Work required:
Set down every entry once more, character for character.

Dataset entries

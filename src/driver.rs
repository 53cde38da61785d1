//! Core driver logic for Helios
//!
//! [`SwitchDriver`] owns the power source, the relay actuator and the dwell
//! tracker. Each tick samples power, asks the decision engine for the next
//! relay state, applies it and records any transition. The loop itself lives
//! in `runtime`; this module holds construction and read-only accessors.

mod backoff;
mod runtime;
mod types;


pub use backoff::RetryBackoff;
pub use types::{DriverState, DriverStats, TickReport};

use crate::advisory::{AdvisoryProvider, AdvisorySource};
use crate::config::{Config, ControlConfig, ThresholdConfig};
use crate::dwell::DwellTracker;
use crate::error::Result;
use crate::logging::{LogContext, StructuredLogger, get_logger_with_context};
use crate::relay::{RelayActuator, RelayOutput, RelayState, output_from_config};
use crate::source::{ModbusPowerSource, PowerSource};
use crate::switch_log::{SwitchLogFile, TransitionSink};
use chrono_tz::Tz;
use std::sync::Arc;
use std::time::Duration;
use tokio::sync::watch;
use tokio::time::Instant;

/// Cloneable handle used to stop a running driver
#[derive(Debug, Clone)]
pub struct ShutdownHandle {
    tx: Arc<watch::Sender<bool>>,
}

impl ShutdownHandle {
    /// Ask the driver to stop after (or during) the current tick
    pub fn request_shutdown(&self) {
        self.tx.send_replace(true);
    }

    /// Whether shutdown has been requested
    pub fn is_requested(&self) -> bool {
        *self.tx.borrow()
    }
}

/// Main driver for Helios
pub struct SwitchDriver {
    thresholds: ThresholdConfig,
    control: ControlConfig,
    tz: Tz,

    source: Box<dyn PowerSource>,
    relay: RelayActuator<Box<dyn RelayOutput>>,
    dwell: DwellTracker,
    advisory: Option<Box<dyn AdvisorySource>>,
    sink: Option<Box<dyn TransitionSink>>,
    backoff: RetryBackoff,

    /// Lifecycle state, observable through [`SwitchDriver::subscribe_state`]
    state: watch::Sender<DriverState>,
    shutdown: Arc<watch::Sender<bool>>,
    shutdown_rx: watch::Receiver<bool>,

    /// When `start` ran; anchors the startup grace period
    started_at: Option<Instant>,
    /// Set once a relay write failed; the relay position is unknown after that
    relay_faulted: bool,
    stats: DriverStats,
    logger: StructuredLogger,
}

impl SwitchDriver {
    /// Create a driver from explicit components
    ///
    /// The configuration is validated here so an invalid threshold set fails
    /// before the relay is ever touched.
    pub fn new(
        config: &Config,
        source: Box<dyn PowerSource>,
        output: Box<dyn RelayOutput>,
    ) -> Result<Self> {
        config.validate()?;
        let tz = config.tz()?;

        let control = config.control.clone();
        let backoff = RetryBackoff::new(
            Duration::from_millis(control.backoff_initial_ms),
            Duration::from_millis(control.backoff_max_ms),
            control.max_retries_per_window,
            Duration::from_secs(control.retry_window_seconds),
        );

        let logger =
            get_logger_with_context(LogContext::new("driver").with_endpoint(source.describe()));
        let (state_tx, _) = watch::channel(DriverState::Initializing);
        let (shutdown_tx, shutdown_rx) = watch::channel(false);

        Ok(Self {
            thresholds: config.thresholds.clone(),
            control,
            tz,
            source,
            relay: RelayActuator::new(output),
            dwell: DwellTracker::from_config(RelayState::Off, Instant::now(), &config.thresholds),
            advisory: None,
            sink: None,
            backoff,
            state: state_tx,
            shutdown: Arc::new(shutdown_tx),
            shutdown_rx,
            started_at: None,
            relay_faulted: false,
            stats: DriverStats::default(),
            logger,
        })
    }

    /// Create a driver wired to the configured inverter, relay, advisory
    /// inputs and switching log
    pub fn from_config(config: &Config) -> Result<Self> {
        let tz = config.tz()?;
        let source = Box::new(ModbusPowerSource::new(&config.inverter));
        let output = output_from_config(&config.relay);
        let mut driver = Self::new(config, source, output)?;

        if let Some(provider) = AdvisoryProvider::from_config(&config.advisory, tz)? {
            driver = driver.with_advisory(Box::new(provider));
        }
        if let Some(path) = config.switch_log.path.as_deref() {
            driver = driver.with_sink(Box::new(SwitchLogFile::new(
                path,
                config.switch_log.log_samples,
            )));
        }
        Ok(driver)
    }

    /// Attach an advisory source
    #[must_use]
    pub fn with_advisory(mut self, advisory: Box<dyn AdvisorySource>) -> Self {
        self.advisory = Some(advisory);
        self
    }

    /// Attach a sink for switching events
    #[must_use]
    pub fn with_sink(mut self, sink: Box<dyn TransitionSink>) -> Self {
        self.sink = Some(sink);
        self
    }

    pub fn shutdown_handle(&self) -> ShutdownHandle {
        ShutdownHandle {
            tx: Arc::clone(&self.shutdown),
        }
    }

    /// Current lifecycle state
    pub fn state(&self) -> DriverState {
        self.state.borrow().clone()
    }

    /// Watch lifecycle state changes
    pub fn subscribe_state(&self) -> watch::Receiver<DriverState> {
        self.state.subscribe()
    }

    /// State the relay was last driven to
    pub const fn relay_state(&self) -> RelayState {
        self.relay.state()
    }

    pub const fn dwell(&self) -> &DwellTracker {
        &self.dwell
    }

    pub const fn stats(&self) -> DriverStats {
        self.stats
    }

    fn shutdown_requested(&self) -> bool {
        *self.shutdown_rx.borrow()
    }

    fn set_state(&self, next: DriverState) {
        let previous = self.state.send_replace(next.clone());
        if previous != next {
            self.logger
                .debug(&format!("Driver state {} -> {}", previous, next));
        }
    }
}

Answer to this task:
filename src/driver.rs
repository 53cde38da61785d1
//! Core driver logic for Helios
//!
//! [`SwitchDriver`] owns the power source, the relay actuator and the dwell
//! tracker. Each tick samples power, asks the decision engine for the next
//! relay state, applies it and records any transition. The loop itself lives
//! in `runtime`; this module holds construction and read-only accessors.

mod backoff;
mod runtime;
mod types;


pub use backoff::RetryBackoff;
pub use types::{DriverState, DriverStats, TickReport};

use crate::advisory::{AdvisoryProvider, AdvisorySource};
use crate::config::{Config, ControlConfig, ThresholdConfig};
use crate::dwell::DwellTracker;
use crate::error::Result;
use crate::logging::{LogContext, StructuredLogger, get_logger_with_context};
use crate::relay::{RelayActuator, RelayOutput, RelayState, output_from_config};
use crate::source::{ModbusPowerSource, PowerSource};
use crate::switch_log::{SwitchLogFile, TransitionSink};
use chrono_tz::Tz;
use std::sync::Arc;
use std::time::Duration;
use tokio::sync::watch;
use tokio::time::Instant;

/// Cloneable handle used to stop a running driver
#[derive(Debug, Clone)]
pub struct ShutdownHandle {
    tx: Arc<watch::Sender<bool>>,
}

impl ShutdownHandle {
    /// Ask the driver to stop after (or during) the current tick
    pub fn request_shutdown(&self) {
        self.tx.send_replace(true);
    }

    /// Whether shutdown has been requested
    pub fn is_requested(&self) -> bool {
        *self.tx.borrow()
    }
}

/// Main driver for Helios
pub struct SwitchDriver {
    thresholds: ThresholdConfig,
    control: ControlConfig,
    tz: Tz,

    source: Box<dyn PowerSource>,
    relay: RelayActuator<Box<dyn RelayOutput>>,
    dwell: DwellTracker,
    advisory: Option<Box<dyn AdvisorySource>>,
    sink: Option<Box<dyn TransitionSink>>,
    backoff: RetryBackoff,

    /// Lifecycle state, observable through [`SwitchDriver::subscribe_state`]
    state: watch::Sender<DriverState>,
    shutdown: Arc<watch::Sender<bool>>,
    shutdown_rx: watch::Receiver<bool>,

    /// When `start` ran; anchors the startup grace period
    started_at: Option<Instant>,
    /// Set once a relay write failed; the relay position is unknown after that
    relay_faulted: bool,
    stats: DriverStats,
    logger: StructuredLogger,
}

impl SwitchDriver {
    /// Create a driver from explicit components
    ///
    /// The configuration is validated here so an invalid threshold set fails
    /// before the relay is ever touched.
    pub fn new(
        config: &Config,
        source: Box<dyn PowerSource>,
        output: Box<dyn RelayOutput>,
    ) -> Result<Self> {
        config.validate()?;
        let tz = config.tz()?;

        let control = config.control.clone();
        let backoff = RetryBackoff::new(
            Duration::from_millis(control.backoff_initial_ms),
            Duration::from_millis(control.backoff_max_ms),
            control.max_retries_per_window,
            Duration::from_secs(control.retry_window_seconds),
        );

        let logger =
            get_logger_with_context(LogContext::new("driver").with_endpoint(source.describe()));
        let (state_tx, _) = watch::channel(DriverState::Initializing);
        let (shutdown_tx, shutdown_rx) = watch::channel(false);

        Ok(Self {
            thresholds: config.thresholds.clone(),
            control,
            tz,
            source,
            relay: RelayActuator::new(output),
            dwell: DwellTracker::from_config(RelayState::Off, Instant::now(), &config.thresholds),
            advisory: None,
            sink: None,
            backoff,
            state: state_tx,
            shutdown: Arc::new(shutdown_tx),
            shutdown_rx,
            started_at: None,
            relay_faulted: false,
            stats: DriverStats::default(),
            logger,
        })
    }

    /// Create a driver wired to the configured inverter, relay, advisory
    /// inputs and switching log
    pub fn from_config(config: &Config) -> Result<Self> {
        let tz = config.tz()?;
        let source = Box::new(ModbusPowerSource::new(&config.inverter));
        let output = output_from_config(&config.relay);
        let mut driver = Self::new(config, source, output)?;

        if let Some(provider) = AdvisoryProvider::from_config(&config.advisory, tz)? {
            driver = driver.with_advisory(Box::new(provider));
        }
        if let Some(path) = config.switch_log.path.as_deref() {
            driver = driver.with_sink(Box::new(SwitchLogFile::new(
                path,
                config.switch_log.log_samples,
            )));
        }
        Ok(driver)
    }

    /// Attach an advisory source
    #[must_use]
    pub fn with_advisory(mut self, advisory: Box<dyn AdvisorySource>) -> Self {
        self.advisory = Some(advisory);
        self
    }

    /// Attach a sink for switching events
    #[must_use]
    pub fn with_sink(mut self, sink: Box<dyn TransitionSink>) -> Self {
        self.sink = Some(sink);
        self
    }

    pub fn shutdown_handle(&self) -> ShutdownHandle {
        ShutdownHandle {
            tx: Arc::clone(&self.shutdown),
        }
    }

    /// Current lifecycle state
    pub fn state(&self) -> DriverState {
        self.state.borrow().clone()
    }

    /// Watch lifecycle state changes
    pub fn subscribe_state(&self) -> watch::Receiver<DriverState> {
        self.state.subscribe()
    }

    /// State the relay was last driven to
    pub const fn relay_state(&self) -> RelayState {
        self.relay.state()
    }

    pub const fn dwell(&self) -> &DwellTracker {
        &self.dwell
    }

    pub const fn stats(&self) -> DriverStats {
        self.stats
    }

    fn shutdown_requested(&self) -> bool {
        *self.shutdown_rx.borrow()
    }

    fn set_state(&self, next: DriverState) {
        let previous = self.state.send_replace(next.clone());
        if previous != next {
            self.logger
                .debug(&format!("Driver state {} -> {}", previous, next));
        }
    }
}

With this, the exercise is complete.